Coloring graphs and maps - Clément Dallard
A graph is a mathematical structure consisting of a set of vertices and a set of edges, where each edge is a pair of vertices. Graphs are often used to describe relationships between objects, or people, and structural properties of graphs can help us solve practical problems efficiently. In this lecture, we will present two major topics in graph theory: planarity and vertex coloring.
The first part of the lecture will focus on the concept of planarity. A graph is said to be planar if it can be drawn on a piece of paper such that edges are represented by lines and no two edges cross. Many practical applications are directly related to the concept of planarity. For instance, designing printed circuit boards may require to "jump" over some tracks to avoid short circuits.
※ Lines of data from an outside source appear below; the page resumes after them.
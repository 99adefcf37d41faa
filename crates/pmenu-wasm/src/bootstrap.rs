#![forbid(unsafe_code)]

//! Decoding of page-supplied configuration and `PandaMenu.*` arguments.
//!
//! Inputs arrive as JSON text (the glue runs `JSON.stringify` on the JS
//! values). Anything malformed is logged and treated as absent.

use pmenu_core::{MenuMode, MenuOverrides, SidebarConfig};

/// Global carrying the control surface.
pub const GLOBAL_NAME: &str = "PandaMenu";

/// Global a page sets before the script loads to override host rules.
pub const CONFIG_GLOBAL_NAME: &str = "PandaMenuConfig";

/// Overrides from `window.PandaMenuConfig`, falling back per field to keys
/// set on a pre-existing `window.PandaMenu`.
#[must_use]
pub fn merge_overrides(config_json: Option<&str>, legacy_json: Option<&str>) -> MenuOverrides {
    let config = parse_overrides(CONFIG_GLOBAL_NAME, config_json);
    let legacy = parse_overrides(GLOBAL_NAME, legacy_json);
    config.or(legacy)
}

fn parse_overrides(source: &'static str, json: Option<&str>) -> MenuOverrides {
    let Some(json) = json else {
        return MenuOverrides::default();
    };
    match MenuOverrides::from_json(json) {
        Ok(overrides) => overrides,
        Err(err) => {
            tracing::warn!(source, %err, "ignoring malformed menu overrides");
            MenuOverrides::default()
        }
    }
}

/// The `mode` argument of `render`. Blank means "use the default".
#[must_use]
pub fn parse_mode(mode: Option<&str>) -> Option<MenuMode> {
    let mode = mode.map(str::trim).filter(|mode| !mode.is_empty())?;
    match mode.parse() {
        Ok(mode) => Some(mode),
        Err(err) => {
            tracing::warn!(%err, "ignoring render mode");
            None
        }
    }
}

/// The `sidebarConfig` argument of `render`.
#[must_use]
pub fn parse_sidebar(json: Option<&str>) -> Option<SidebarConfig> {
    let json = json.map(str::trim).filter(|json| !json.is_empty())?;
    match serde_json::from_str::<Option<SidebarConfig>>(json) {
        Ok(sidebar) => sidebar,
        Err(err) => {
            tracing::warn!(%err, "ignoring sidebar config");
            None
        }
    }
}

/// The `attach` selector argument.
#[must_use]
pub fn parse_selector(selector: Option<String>) -> Option<String> {
    selector.filter(|selector| !selector.trim().is_empty())
}
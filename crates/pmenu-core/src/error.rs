#![forbid(unsafe_code)]

//! Error types for rule compilation and override parsing.
//!
//! Neither error is ever fatal for a page load: callers log them and fall
//! back to the documented defaults.

use thiserror::Error;

/// A host rule could not be built.
#[derive(Debug, Error)]
pub enum RuleError {
    #[error("invalid host pattern `{pattern}`: {source}")]
    InvalidPattern {
        pattern: String,
        #[source]
        source: regex_lite::Error,
    },
}

/// Runtime overrides or a configuration value could not be parsed.
#[derive(Debug, Error)]
pub enum ConfigError {
    #[error("failed to parse menu overrides JSON: {0}")]
    Json(#[from] serde_json::Error),
    #[error("unknown {kind} `{value}`")]
    UnknownValue { kind: &'static str, value: String },
}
However, to keep the production cost at a minimum, it may be possible to design the circuit board in such a way that such jumps can be avoided. By modeling the circuit board as a graph, a natural question arises: Is the graph planar? If the answer is yes, then the jumps over the tracks are not necessary. Otherwise, when the answer is no, it is interesting to know which structure within the graph makes it non-planar.
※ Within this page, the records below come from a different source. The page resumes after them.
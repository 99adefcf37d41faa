#![forbid(unsafe_code)]

//! Core: host rules, runtime overrides, and display configuration.
//!
//! # Role in the panda menu
//! `pmenu-core` is the pure data layer. It knows nothing about the DOM or
//! JavaScript; it answers one question: given a hostname and the integrator's
//! pre-init overrides, how should the menu be displayed on this page?
//!
//! # Primary responsibilities
//! - **Menu enums**: [`MenuMode`], [`DisplayStyle`], [`MenuSize`], [`ColorMode`]
//!   and the sidebar layout types.
//! - **Host rules**: an ordered [`HostRuleSet`] of regex-matched [`HostRule`]s,
//!   including the builtin table for the ethPandaOps properties.
//! - **Resolution**: first-match-wins-per-property lookup over the matching
//!   rules ([`HostMatch`]), merged with [`MenuOverrides`] into a
//!   [`ResolvedConfig`].
//!
//! # How it fits in the system
//! `pmenu-web` consumes [`ResolvedConfig`] to decide where and how to mount the
//! widget; `pmenu-wasm` feeds it the page hostname and the overrides read from
//! `window.PandaMenuConfig`.

mod builtin;
pub mod config;
pub mod error;
pub mod mode;
pub mod resolve;
pub mod rules;

pub use config::{MenuOverrides, ResolvedConfig};
pub use error::{ConfigError, RuleError};
pub use mode::{
    ColorMode, DisplayStyle, MenuMode, MenuSize, SidebarConfig, SidebarLayout, SidebarPosition,
    SidebarSide,
};
pub use resolve::{HostMatch, StyleBlock};
pub use rules::{HostRule, HostRuleSet};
In the second part of the lecture, we will discuss the problem of coloring the vertices of a graph with a minimum number of colors such that no two vertices joined by an edge are colored the same. Applications of graph coloring include scheduling problems, radio frequency assignment, Sudoku solving, map coloring, and more... As we will see, in general the minimum number of colors needed can be large. But we will show that 5 colors are enough for planar graphs!
From simple curves to animated film - Karla Ferjančič
In 20th century, P. E. Bézier (at Renault) and P. de Casteljau (at Citroen) independently developed curves that allowed a precise definition of the shape of the car body. These curves have been called Bézier curves, and with the development of computers, they have become indisputably useful and are nowadays indispensable in the automotive, aerospace and ship industries, for robot control, modeling, computer animation and many other fields. At the lecture, we will first learn about the basic principles of animation and how we can move virtual objects in computer graphics using different curves. We will then explore the Bézier curves and some of their interesting properties. To demonstrate their practical meaning, we will learn the basics of 3D modeling and animation with free and open source program Blender.
Trading with financial instruments - Rado Pezdir
We will analyse fundamental principles of trading on organised stock exchange. Emphasis will be put on two major methodological concepts which are by far most used concepts at trading: technical analysis and fundamental analysis. We will also use simple Markov process in order to forecast future prices of financial instruments and will test reliability of those forecasts on real market data.